I then got up this morning and looked in the mirror, my eyes are beyond puffy. I swear they're close to being swollen shut. But I ignored it and planned to put a cold compress on them before getting ready for my lunch date. Dh reminded me to check out our house listing which I did but then they screwed almost everything up and I had to rewrite it. (I should be in real estate for pete's sake, I used to do DH's write ups for him too!!!!) I sent that email off and I'm feeling my nerves being pulled tighter and tighter. Look down at my list of must dos and remember I need to try and book an u/s. I call the central booking office and get NOTHING but attitude. Because my clinic is in the next province over I have to go to my regular GP which would be probably a two to three week wait, by which time I'd have AF again, and we're trying to organize that I start suppression on the next cycle. She tells me I can pay for said u/s but I have NEVER IN MY LIFE payed for an u/s. She starts accusing me that I've already had ER and I'm trying to tell her no, but I had an ectopic and need a baseline for that reason. She wouldn't listen to me and I hung up the phone BAWLING! Called DH and told him I'm calling the clinic and taking us off the iVF waiting list.

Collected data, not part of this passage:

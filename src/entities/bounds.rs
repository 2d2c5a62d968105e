use geo_types::{coord, Rect};
use serde::{Deserialize, Serialize};

use crate::{
    entities::Coordinates,
    error::{empty_input_error, Error},
};

#[derive(Clone, Copy, Debug, PartialEq, Serialize, Deserialize)]
pub struct BoundingBox {
    pub south_west: Coordinates,
    pub north_east: Coordinates,
}

impl BoundingBox {
    pub fn contains(&self, point: &Coordinates) -> bool {
        self.south_west.lat <= point.lat
            && point.lat <= self.north_east.lat
            && self.south_west.lng <= point.lng
            && point.lng <= self.north_east.lng
    }

    pub fn center(&self) -> Coordinates {
        Coordinates {
            lat: (self.south_west.lat + self.north_east.lat) / 2.0,
            lng: (self.south_west.lng + self.north_east.lng) / 2.0,
        }
    }
}

impl From<BoundingBox> for Rect<f64> {
    fn from(bounds: BoundingBox) -> Self {
        Rect::new(
            coord! { x: bounds.south_west.lng, y: bounds.south_west.lat },
            coord! { x: bounds.north_east.lng, y: bounds.north_east.lat },
        )
    }
}

/// Smallest lat/lng box around `coords`. Fails with `EMPTY_INPUT` rather than
/// returning a box with infinite extrema.
pub fn compute_bounds(coords: &[Coordinates]) -> Result<BoundingBox, Error> {
    let (first, rest) = match coords.split_first() {
        Some(split) => split,
        None => {
            tracing::error!("cannot compute bounds of an empty polyline");
            return Err(empty_input_error());
        }
    };

    let mut south_west = *first;
    let mut north_east = *first;

    for point in rest {
        south_west.lat = south_west.lat.min(point.lat);
        south_west.lng = south_west.lng.min(point.lng);
        north_east.lat = north_east.lat.max(point.lat);
        north_east.lng = north_east.lng.max(point.lng);
    }

    Ok(BoundingBox {
        south_west,
        north_east,
    })
}

#[test]
fn empty_polyline_is_rejected() {
    use crate::error::EMPTY_INPUT;

    let err = compute_bounds(&[]).unwrap_err();
    assert_eq!(err.code, EMPTY_INPUT);
}

#[test]
fn single_point_is_degenerate_box() {
    let point = Coordinates::new(35.7, 139.7);
    let bounds = compute_bounds(&[point]).unwrap();

    assert_eq!(bounds.south_west, point);
    assert_eq!(bounds.north_east, point);
}

#[test]
fn box_contains_every_point() {
    let polyline = vec![
        Coordinates::new(35.7039, 139.7344),
        Coordinates::new(35.7012, 139.7399),
        Coordinates::new(35.7061, 139.7381),
        Coordinates::new(35.7005, 139.7424),
        Coordinates::new(-33.8688, 151.2093),
        Coordinates::new(51.5074, -0.1278),
    ];

    let bounds = compute_bounds(&polyline).unwrap();

    assert!(polyline.iter().all(|p| bounds.contains(p)));
    assert_eq!(bounds.south_west, Coordinates::new(-33.8688, -0.1278));
    assert_eq!(bounds.north_east, Coordinates::new(51.5074, 151.2093));
}

#[test]
fn converts_to_geo_rect() {
    let bounds = compute_bounds(&[
        Coordinates::new(35.7039, 139.7344),
        Coordinates::new(35.7005, 139.7424),
    ])
    .unwrap();

    let rect: Rect<f64> = bounds.into();
    assert_eq!(rect.min().x, 139.7344);
    assert_eq!(rect.min().y, 35.7005);
    assert_eq!(rect.max().x, 139.7424);
    assert_eq!(rect.max().y, 35.7039);
}
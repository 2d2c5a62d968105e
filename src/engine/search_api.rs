use super::Engine;

use async_trait::async_trait;
use chrono::Utc;
use std::sync::atomic::Ordering;

use crate::{
    api::{RenderedRoute, RouteAPI, SearchAPI, SearchOutcome},
    canvas::{MapCanvas, TextDisplay},
    entities::Coordinates,
    error::Error,
    format::{format_distance, format_duration},
};

#[async_trait]
impl<R, S> SearchAPI for Engine<R, S>
where
    R: RouteAPI + Send + Sync,
    S: MapCanvas + TextDisplay + Send,
{
    #[tracing::instrument(skip(self))]
    async fn set_departure_time(&self, value: String) -> Result<(), Error> {
        self.session
            .write()
            .unwrap_or_else(|poisoned| poisoned.into_inner())
            .set_departure_time(value.clone())?;

        tracing::info!("departure time set to {}", value);
        Ok(())
    }

    #[tracing::instrument(skip(self))]
    async fn search(
        &self,
        origin: Coordinates,
        destination: Coordinates,
    ) -> Result<SearchOutcome, Error> {
        let generation = {
            let mut view = self.view.lock().await;
            let generation = self.generation.fetch_add(1, Ordering::SeqCst) + 1;
            view.clear_polyline();
            generation
        };

        let departure_time = self
            .session
            .read()
            .unwrap_or_else(|poisoned| poisoned.into_inner())
            .departure_time(Utc::now());

        let route = self
            .routes
            .request_route(origin, destination, &departure_time)
            .await
            .map_err(|err| {
                tracing::error!(generation, "route search failed: {}", err);
                err
            })?;

        let mut view = self.view.lock().await;

        let latest = self.generation.load(Ordering::SeqCst);
        if latest != generation {
            tracing::info!(generation, latest, "dropping superseded route response");
            return Ok(SearchOutcome::Superseded { generation });
        }

        let drawn = view.render(&[origin, destination], &route, self.locale, self.zoom_margin)?;

        Ok(SearchOutcome::Rendered(RenderedRoute {
            generation,
            departure_time,
            duration: format_duration(route.duration_minutes, self.locale),
            distance: format_distance(route.distance_meters),
            viewport: drawn.viewport,
            display_error: drawn.display_error,
            route,
        }))
    }
}

#[cfg(test)]
const ORIGIN: Coordinates = Coordinates {
    lat: 35.7039,
    lng: 139.7344,
};

#[cfg(test)]
const DESTINATION: Coordinates = Coordinates {
    lat: 35.7005,
    lng: 139.7424,
};

#[cfg(test)]
fn short_route() -> crate::entities::RouteResult {
    crate::entities::RouteResult::new(65.0, 1500.0, vec![ORIGIN, DESTINATION])
}

#[cfg(test)]
fn engine_with(
    routes: crate::testing::StubRoutes,
    canvas: crate::testing::RecordingCanvas,
) -> Engine<crate::testing::StubRoutes, crate::testing::RecordingCanvas> {
    Engine::new(routes, canvas, crate::format::Locale::En, 0.5)
}

#[test]
fn renders_route_end_to_end() {
    use crate::entities::Marker;
    use crate::testing::{CanvasOp, RecordingCanvas, StubRoutes, FITTED_ZOOM};
    use tokio_test::block_on;

    let canvas = RecordingCanvas::default();
    let engine = engine_with(StubRoutes::default().answer(Ok(short_route())), canvas.clone());

    let outcome = block_on(engine.search(ORIGIN, DESTINATION)).unwrap();

    let rendered = match outcome {
        SearchOutcome::Rendered(rendered) => rendered,
        other => panic!("expected a rendered route, got {:?}", other),
    };
    assert_eq!(rendered.generation, 1);
    assert_eq!(rendered.duration, "1 hour 5 minutes");
    assert_eq!(rendered.distance, "1.5 km");
    assert_eq!(rendered.display_error, None);
    assert_eq!(rendered.viewport.unwrap().zoom, FITTED_ZOOM - 0.5);

    assert_eq!(canvas.texts("time"), vec!["1 hour 5 minutes"]);
    assert_eq!(canvas.texts("dist"), vec!["1.5 km"]);
    assert_eq!(
        canvas.markers(),
        vec![Marker::numbered(ORIGIN, 1), Marker::numbered(DESTINATION, 2)]
    );

    let polylines = canvas.polylines();
    assert_eq!(polylines.len(), 1);
    assert_eq!(polylines[0].1.path, vec![ORIGIN, DESTINATION]);

    assert!(canvas.ops().contains(&CanvasOp::SetZoom(FITTED_ZOOM - 0.5)));
    assert!(!canvas.ops().iter().any(|op| matches!(op, CanvasOp::Remove(_))));
}

#[test]
fn second_search_replaces_previous_route() {
    use crate::testing::{CanvasOp, RecordingCanvas, StubRoutes};
    use tokio_test::block_on;

    let canvas = RecordingCanvas::default();
    let engine = engine_with(
        StubRoutes::default()
            .answer(Ok(short_route()))
            .answer(Ok(short_route())),
        canvas.clone(),
    );

    block_on(engine.search(ORIGIN, DESTINATION)).unwrap();
    let first_ops = canvas.ops().len();
    let (first_polyline, _) = canvas.polylines()[0].clone();

    block_on(engine.search(ORIGIN, DESTINATION)).unwrap();

    let ops = canvas.ops();
    assert_eq!(ops[first_ops], CanvasOp::Remove(first_polyline));
    assert_eq!(canvas.polylines().len(), 2);
    assert_eq!(canvas.markers().len(), 4);

    let removed = ops
        .iter()
        .filter(|op| matches!(op, CanvasOp::Remove(_)))
        .count();
    assert_eq!(removed, 3);
}

#[test]
fn failed_search_leaves_no_stale_route() {
    use crate::error::{request_failure_error, REQUEST_FAILURE};
    use crate::testing::{CanvasOp, RecordingCanvas, StubRoutes};
    use tokio_test::block_on;

    let canvas = RecordingCanvas::default();
    let engine = engine_with(
        StubRoutes::default()
            .answer(Ok(short_route()))
            .answer(Err(request_failure_error("status NG"))),
        canvas.clone(),
    );

    block_on(engine.search(ORIGIN, DESTINATION)).unwrap();
    let (first_polyline, _) = canvas.polylines()[0].clone();
    let before = canvas.ops().len();

    let err = block_on(engine.search(ORIGIN, DESTINATION)).unwrap_err();
    assert_eq!(err.code, REQUEST_FAILURE);

    assert_eq!(canvas.ops()[before..], [CanvasOp::Remove(first_polyline)]);
}

#[test]
fn departure_time_is_snapshotted_per_search() {
    use crate::testing::{RecordingCanvas, StubRoutes};
    use tokio_test::block_on;

    let routes = StubRoutes::default()
        .answer(Ok(short_route()))
        .answer(Ok(short_route()));
    let engine = engine_with(routes.clone(), RecordingCanvas::default());

    block_on(engine.set_departure_time("2024040108300".into())).unwrap();
    block_on(engine.search(ORIGIN, DESTINATION)).unwrap();

    block_on(engine.set_departure_time("20240401174512".into())).unwrap();
    block_on(engine.search(ORIGIN, DESTINATION)).unwrap();

    let departures: Vec<String> = routes
        .departures()
        .iter()
        .map(|d| d.as_str().to_string())
        .collect();
    assert_eq!(departures, vec!["20240401083000", "20240401174512"]);
}

#[test]
fn missing_display_is_reported_but_route_is_drawn() {
    use crate::error::MISSING_DISPLAY_SINK;
    use crate::testing::{RecordingCanvas, StubRoutes};
    use tokio_test::block_on;

    let canvas = RecordingCanvas::with_elements(&["time"]);
    let engine = engine_with(StubRoutes::default().answer(Ok(short_route())), canvas.clone());

    let outcome = block_on(engine.search(ORIGIN, DESTINATION)).unwrap();

    match outcome {
        SearchOutcome::Rendered(rendered) => {
            assert_eq!(rendered.display_error.unwrap().code, MISSING_DISPLAY_SINK);
        }
        other => panic!("expected a rendered route, got {:?}", other),
    }
    assert_eq!(canvas.polylines().len(), 1);
}

#[test]
fn empty_route_skips_viewport() {
    use crate::entities::RouteResult;
    use crate::testing::{CanvasOp, RecordingCanvas, StubRoutes};
    use tokio_test::block_on;

    let canvas = RecordingCanvas::default();
    let engine = engine_with(
        StubRoutes::default().answer(Ok(RouteResult::new(0.0, 0.0, vec![]))),
        canvas.clone(),
    );

    let outcome = block_on(engine.search(ORIGIN, DESTINATION)).unwrap();

    match outcome {
        SearchOutcome::Rendered(rendered) => {
            assert_eq!(rendered.viewport, None);
            assert_eq!(rendered.duration, "arrives immediately");
        }
        other => panic!("expected a rendered route, got {:?}", other),
    }
    assert!(!canvas
        .ops()
        .iter()
        .any(|op| matches!(op, CanvasOp::SetZoom(_) | CanvasOp::SetCenter(_))));
}

#[test]
fn superseded_response_is_dropped() {
    use crate::testing::{RecordingCanvas, StubRoutes};
    use std::sync::Arc;
    use tokio::sync::Notify;
    use tokio_test::block_on;

    let gate = Arc::new(Notify::new());
    let slow = crate::entities::RouteResult::new(90.0, 4000.0, vec![ORIGIN]);

    let canvas = RecordingCanvas::default();
    let engine = engine_with(
        StubRoutes::default()
            .answer_after(gate.clone(), Ok(slow))
            .answer(Ok(short_route())),
        canvas.clone(),
    );

    let (first, second) = block_on(async {
        futures::join!(engine.search(ORIGIN, DESTINATION), async {
            let outcome = engine.search(ORIGIN, DESTINATION).await;
            gate.notify_one();
            outcome
        })
    });

    assert_eq!(first.unwrap(), SearchOutcome::Superseded { generation: 1 });
    match second.unwrap() {
        SearchOutcome::Rendered(rendered) => assert_eq!(rendered.generation, 2),
        other => panic!("expected a rendered route, got {:?}", other),
    }

    assert_eq!(canvas.polylines().len(), 1);
    assert_eq!(canvas.texts("time"), vec!["1 hour 5 minutes"]);
}

#[test]
fn generation_is_claimed_under_the_view_lock() {
    use crate::testing::{RecordingCanvas, StubRoutes};
    use tokio_test::block_on;

    let engine = engine_with(
        StubRoutes::default().answer(Ok(short_route())),
        RecordingCanvas::default(),
    );

    block_on(async {
        let guard = engine.view.lock().await;

        let mut search = Box::pin(engine.search(ORIGIN, DESTINATION));
        assert!(futures::poll!(search.as_mut()).is_pending());
        assert_eq!(engine.generation.load(Ordering::SeqCst), 0);

        drop(guard);

        match search.await.unwrap() {
            SearchOutcome::Rendered(rendered) => assert_eq!(rendered.generation, 1),
            other => panic!("expected a rendered route, got {:?}", other),
        }
    });
}

#[test]
fn missing_time_display_still_shows_distance() {
    use crate::error::MISSING_DISPLAY_SINK;
    use crate::testing::{RecordingCanvas, StubRoutes};
    use tokio_test::block_on;

    let canvas = RecordingCanvas::with_elements(&["dist"]);
    let engine = engine_with(StubRoutes::default().answer(Ok(short_route())), canvas.clone());

    match block_on(engine.search(ORIGIN, DESTINATION)).unwrap() {
        SearchOutcome::Rendered(rendered) => {
            assert_eq!(rendered.display_error.unwrap().code, MISSING_DISPLAY_SINK);
        }
        other => panic!("expected a rendered route, got {:?}", other),
    }
    assert_eq!(canvas.texts("dist"), vec!["1.5 km"]);
    assert_eq!(canvas.polylines().len(), 1);
}
//! Graph-to-assembly compiler for spindle.
//!
//! [`GraphCompiler::compile`] turns a [`Graph`] into assembly text for the
//! target chip in four phases:
//!
//! 1. **Validation** - block types resolve, connections reference real ports
//!    of matching signal kind, each input has at most one driver, parameters
//!    are numeric, and each block's own rules hold. All problems are collected
//!    before returning.
//! 2. **Scheduling** - a topological sort of the dataflow graph. A cycle not
//!    broken by a memory-bearing block is fatal.
//! 3. **Generation** - each block's definition emits IR into a fresh
//!    [`CodegenContext`] in schedule order. The first resource violation
//!    aborts.
//! 4. **Rendering** - sections are concatenated in fixed order. The output is
//!    byte-identical for identical input.
//!
//! Compilation never panics and never returns `Err`: everything that goes
//! wrong is a [`Diagnostic`](spindle_core::Diagnostic) in the
//! [`CompileResult`].
//!
//! # Example
//!
//! ```rust
//! use spindle_compiler::GraphCompiler;
//! use spindle_core::{BlockInstance, CompileOptions, Graph};
//! use spindle_registry::BlockRegistry;
//!
//! let graph = Graph::new("thru")
//!     .with_block(BlockInstance::new("in", "io.adc"))
//!     .with_block(BlockInstance::new("out", "io.dac"))
//!     .with_connection("in", "left", "out", "left");
//!
//! let compiler = GraphCompiler::new(BlockRegistry::builtin());
//! let result = compiler.compile(&graph, &CompileOptions::default());
//! assert!(result.success);
//! assert!(result.assembly.unwrap().contains("wrax\tDACL, 0.0"));
//! ```

mod render;
mod schedule;
mod validate;

use spindle_blocks::BlockEnv;
use spindle_core::{CodegenContext, CompileOptions, DiagnosticKind, Diagnostics, Graph, Location};
use spindle_registry::BlockRegistry;

pub use render::Usage;

/// Outcome of a compile or check.
#[derive(Debug, Clone, PartialEq)]
pub struct CompileResult {
    /// `true` iff `diagnostics` holds no fatal entry.
    pub success: bool,
    /// Assembly text; `None` on failure and in check mode.
    pub assembly: Option<String>,
    /// Every problem found, in discovery order.
    pub diagnostics: Diagnostics,
    /// Block ids in generation order, once scheduling succeeded.
    pub schedule: Vec<String>,
    /// Resource totals, once generation succeeded.
    pub usage: Option<Usage>,
}

impl CompileResult {
    fn failed(diagnostics: Diagnostics, schedule: Vec<String>) -> Self {
        Self {
            success: false,
            assembly: None,
            diagnostics,
            schedule,
            usage: None,
        }
    }
}

/// Compiles graphs against a block registry.
///
/// Holds only a shared reference to the registry; every call builds its own
/// context, so one compiler may serve concurrent compiles.
#[derive(Clone, Copy)]
pub struct GraphCompiler<'r> {
    registry: &'r BlockRegistry,
}

impl<'r> GraphCompiler<'r> {
    /// Creates a compiler over `registry`.
    pub fn new(registry: &'r BlockRegistry) -> Self {
        Self { registry }
    }

    /// Validates and schedules `graph` without generating code.
    pub fn check(&self, graph: &Graph) -> CompileResult {
        let mut diagnostics = Diagnostics::new();
        let resolved = validate::validate(graph, self.registry, &mut diagnostics);
        if diagnostics.has_fatal() {
            return CompileResult::failed(diagnostics, Vec::new());
        }
        let ids: Vec<&str> = resolved.iter().map(|b| b.instance.id.as_str()).collect();
        match self.order(graph, &resolved, &ids, &mut diagnostics) {
            Some(order) => CompileResult {
                success: true,
                assembly: None,
                diagnostics,
                schedule: order.iter().map(|&i| ids[i].to_string()).collect(),
                usage: None,
            },
            None => CompileResult::failed(diagnostics, Vec::new()),
        }
    }

    /// Compiles `graph` into assembly text.
    pub fn compile(&self, graph: &Graph, options: &CompileOptions) -> CompileResult {
        let mut diagnostics = Diagnostics::new();

        // 1. Validation
        let resolved = validate::validate(graph, self.registry, &mut diagnostics);
        if diagnostics.has_fatal() {
            tracing::debug!(errors = diagnostics.fatal_count(), "validation failed");
            return CompileResult::failed(diagnostics, Vec::new());
        }

        // 2. Scheduling
        let ids: Vec<&str> = resolved.iter().map(|b| b.instance.id.as_str()).collect();
        let Some(order) = self.order(graph, &resolved, &ids, &mut diagnostics) else {
            return CompileResult::failed(diagnostics, Vec::new());
        };
        let schedule: Vec<String> = order.iter().map(|&i| ids[i].to_string()).collect();
        tracing::debug!(order = ?schedule, "schedule");

        // 3. Generation
        let mut ctx = CodegenContext::new(graph, *options);
        for &i in &order {
            let block = &resolved[i];
            let id = block.instance.id.as_str();
            ctx.begin_block(id);
            let env = BlockEnv::new(id, &block.params);
            if let Err(e) = block.definition.generate(&env, &mut ctx) {
                diagnostics.push(e.to_diagnostic(id));
                if e.is_resource() {
                    tracing::debug!(block = id, "generation aborted: {e}");
                    return CompileResult::failed(diagnostics, schedule);
                }
            }
        }
        if diagnostics.has_fatal() {
            return CompileResult::failed(diagnostics, schedule);
        }

        let init_end = if ctx.has_init_code() {
            ctx.unique_label("init_end")
        } else {
            String::new()
        };
        let program = ctx.finish();
        diagnostics.extend(program.warnings.iter().cloned());

        let usage = Usage {
            registers: (program.registers_used, options.register_count),
            memory: (program.memory_used, options.memory_size),
            instructions: (program.instruction_count, options.program_size),
        };
        tracing::debug!(
            registers = usage.registers.0,
            memory = usage.memory.0,
            instructions = usage.instructions.0,
            "generated"
        );

        // 4. Rendering
        let assembly = render::render(&graph.metadata, &program, usage, &init_end);
        CompileResult {
            success: !diagnostics.has_fatal(),
            assembly: Some(assembly),
            diagnostics,
            schedule,
            usage: Some(usage),
        }
    }

    fn order(
        &self,
        graph: &Graph,
        resolved: &[validate::ResolvedBlock<'_>],
        ids: &[&str],
        diagnostics: &mut Diagnostics,
    ) -> Option<Vec<usize>> {
        let memory_bearing = |id: &str| {
            resolved
                .iter()
                .any(|b| b.instance.id == id && b.definition.is_memory_bearing())
        };
        match schedule::schedule(graph, ids, memory_bearing) {
            Ok(order) => Some(order),
            Err(cycle) => {
                let names: Vec<String> = cycle.blocks.iter().map(|b| format!("'{b}'")).collect();
                let location = cycle
                    .blocks
                    .first()
                    .map_or(Location::Program, |b| Location::Block(b.clone()));
                diagnostics.fatal(
                    DiagnosticKind::GraphValidation,
                    location,
                    format!(
                        "dataflow cycle detected through {}; route feedback through a delay block",
                        names.join(", ")
                    ),
                );
                None
            }
        }
    }
}

/// Compiles with the process-wide built-in registry.
pub fn compile(graph: &Graph, options: &CompileOptions) -> CompileResult {
    GraphCompiler::new(BlockRegistry::builtin()).compile(graph, options)
}
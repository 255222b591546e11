//! Graph documents and template directories.

use std::path::Path;

use spindle_core::Graph;
use spindle_registry::BlockRegistry;

use crate::paths::{list_templates_in_dir, user_templates_dir};
use crate::{ConfigError, ProjectConfig};

/// Reads a JSON graph document.
pub fn load_graph(path: impl AsRef<Path>) -> Result<Graph, ConfigError> {
    let path = path.as_ref();
    let content = std::fs::read_to_string(path).map_err(|e| ConfigError::read_file(path, e))?;
    Graph::from_json(&content).map_err(|source| ConfigError::GraphParse {
        path: path.to_path_buf(),
        source,
    })
}

/// Registers every `*.blk` file in `dir`. Returns how many were added.
pub fn load_template_dir(registry: &mut BlockRegistry, dir: &Path) -> Result<usize, ConfigError> {
    let files = list_templates_in_dir(dir)?;
    for file in &files {
        let text = std::fs::read_to_string(file).map_err(|e| ConfigError::read_file(file, e))?;
        registry
            .register_template_text(&text, &file.display().to_string())
            .map_err(|source| ConfigError::Template {
                path: file.clone(),
                source,
            })?;
    }
    tracing::debug!(dir = %dir.display(), templates = files.len(), "loaded template directory");
    Ok(files.len())
}

/// Builds the registry for a run: built-ins, then the user template
/// directory (if it exists), then the project's template directories.
///
/// The result is meant to be frozen behind a shared reference afterwards.
pub fn build_registry(config: &ProjectConfig, include_user_dir: bool) -> Result<BlockRegistry, ConfigError> {
    let mut registry = BlockRegistry::new();
    if include_user_dir {
        let user_dir = user_templates_dir();
        if user_dir.is_dir() {
            load_template_dir(&mut registry, &user_dir)?;
        }
    }
    for dir in config.resolved_template_dirs() {
        load_template_dir(&mut registry, &dir)?;
    }
    Ok(registry)
}
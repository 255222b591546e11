//! Property-based tests for fixed-point conversion.
//!
//! Checks rounding error bounds, clamping, and the text round trip the
//! compiler relies on when it writes operands into assembly.

use proptest::prelude::*;
use spindle_core::FixedFormat;

const FORMATS: [FixedFormat; 5] = [
    FixedFormat::S1_14,
    FixedFormat::S_10,
    FixedFormat::S1_9,
    FixedFormat::S4_6,
    FixedFormat::S_15,
];

proptest! {
    #![proptest_config(ProptestConfig::with_cases(500))]

    /// In-range values land within half a step of the input.
    #[test]
    fn in_range_error_is_half_step(variant in 0usize..5, unit in 0.0f64..1.0) {
        let format = FORMATS[variant];
        let value = format.min_value() + unit * (format.max_value() - format.min_value());
        let q = format.quantize(value);
        prop_assert!(!q.clamped, "{} clamped {}", format, value);
        prop_assert!((q.value() - value).abs() <= format.step() / 2.0 + 1e-12);
    }

    /// Anything outside the range saturates to the nearest end and is flagged.
    #[test]
    fn out_of_range_saturates(variant in 0usize..5, excess in 0.01f64..1000.0, negative in any::<bool>()) {
        let format = FORMATS[variant];
        let (value, expected) = if negative {
            (format.min_value() - excess, format.min_raw())
        } else {
            (format.max_value() + excess, format.max_raw())
        };
        let q = format.quantize(value);
        prop_assert!(q.clamped);
        prop_assert_eq!(q.raw, expected);
    }

    /// Raw values always fit the field mask.
    #[test]
    fn field_bits_fit_mask(variant in 0usize..5, value in -100.0f64..100.0) {
        let format = FORMATS[variant];
        let q = format.quantize(value);
        prop_assert_eq!(q.field_bits() & !format.mask(), 0);
        prop_assert!(q.raw >= format.min_raw() && q.raw <= format.max_raw());
    }

    /// The assembly text of a quantized value parses back to the same grid point.
    #[test]
    fn asm_text_is_stable(variant in 0usize..5, value in -20.0f64..20.0) {
        let format = FORMATS[variant];
        let q = format.quantize(value);
        let text = q.to_asm_text();
        prop_assert!(text.contains('.'));
        let reparsed: f64 = text.parse().unwrap();
        prop_assert_eq!(format.quantize(reparsed).raw, q.raw);
    }
}
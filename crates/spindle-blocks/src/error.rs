//! Error types for block definitions and code generation.

use spindle_core::{ContextError, Diagnostic, DiagnosticKind, Location};
use thiserror::Error;

/// Errors raised while loading or expanding a template.
///
/// Line numbers are 1-based within the template body (the text after the
/// `---` separator).
#[derive(Debug, Error, Clone, PartialEq)]
pub enum TemplateError {
    /// The metadata header could not be parsed
    #[error("invalid template metadata: {0}")]
    Metadata(String),

    /// No `---` line separates metadata from body
    #[error("missing '---' separator between metadata and body")]
    MissingSeparator,

    /// Malformed directive or placeholder
    #[error("line {line}: {message}")]
    Syntax {
        /// Body line.
        line: usize,
        /// What is wrong.
        message: String,
    },

    /// A placeholder names a port, parameter or memory region the template
    /// does not declare
    #[error("line {line}: unknown {kind} '{name}'")]
    UnknownReference {
        /// Body line.
        line: usize,
        /// `input`, `output`, `param`, `mem` or `port`.
        kind: &'static str,
        /// Referenced name.
        name: String,
    },

    /// An input was read but nothing drives it
    #[error("line {line}: input '{port}' is not connected")]
    UnconnectedInput {
        /// Body line.
        line: usize,
        /// Input port id.
        port: String,
    },

    /// Division by zero while evaluating a placeholder
    #[error("line {line}: division by zero")]
    DivisionByZero {
        /// Body line.
        line: usize,
    },

    /// A register or memory reference used where a number is needed
    #[error("line {line}: '{name}' is a symbol, not a number")]
    NotANumber {
        /// Body line.
        line: usize,
        /// The offending reference.
        name: String,
    },

    /// An expanded line that is not a valid instruction or declaration
    #[error("line {line}: {message}")]
    InvalidLine {
        /// Body line.
        line: usize,
        /// What is wrong.
        message: String,
    },
}

impl TemplateError {
    /// Create a syntax error.
    pub fn syntax(line: usize, message: impl Into<String>) -> Self {
        TemplateError::Syntax {
            line,
            message: message.into(),
        }
    }

    /// Create an unknown-reference error.
    pub fn unknown(line: usize, kind: &'static str, name: impl Into<String>) -> Self {
        TemplateError::UnknownReference {
            line,
            kind,
            name: name.into(),
        }
    }
}

/// Errors raised while a block generates code.
#[derive(Debug, Error, Clone, PartialEq)]
pub enum GenerateError {
    /// A resource ceiling was hit
    #[error(transparent)]
    Resource(#[from] ContextError),

    /// Template expansion failed
    #[error(transparent)]
    Template(#[from] TemplateError),
}

impl GenerateError {
    /// Converts to a fatal diagnostic attributed to `block_id`.
    pub fn to_diagnostic(&self, block_id: &str) -> Diagnostic {
        let kind = match self {
            GenerateError::Resource(e) => e.kind(),
            GenerateError::Template(_) => DiagnosticKind::Template,
        };
        Diagnostic::fatal(kind, Location::Block(block_id.to_string()), self.to_string())
    }

    /// Returns `true` for resource exhaustion.
    pub fn is_resource(&self) -> bool {
        matches!(self, GenerateError::Resource(e) if e.is_exhaustion())
    }
}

I am so **** sick of jumping through hoops for the medical proffession! I told Dh that next they'll want me to put on a red freakin nose and squeeky shoes and dance around for their amusement. Seriously, not even the medical proffession understands the amount of stress and crap they put us through!
I'm so sick of this. I so honestly at this very moment don't care anymore. I'm sick of deserving people going through this, losing their babies, jumping through medical hoops....I'm sick of fighting....I can't help but give up. Dh told me that it'll be all alright tomorrow, that I'll want to cycle and that it will be different but at this point, I can't even bring myself to fly alone to go for a freakin ultra sound! (Severe fright of flying alone!!! and severe fright of flying period) Not to mention that I shake thinking about having to drive in our clinic city.
It all brings me to wonder, I want this so bad, why can't I act like it? So maybe I don't want this badly enough?!?! IF brings so many conflicting feelings with it. I'm just done.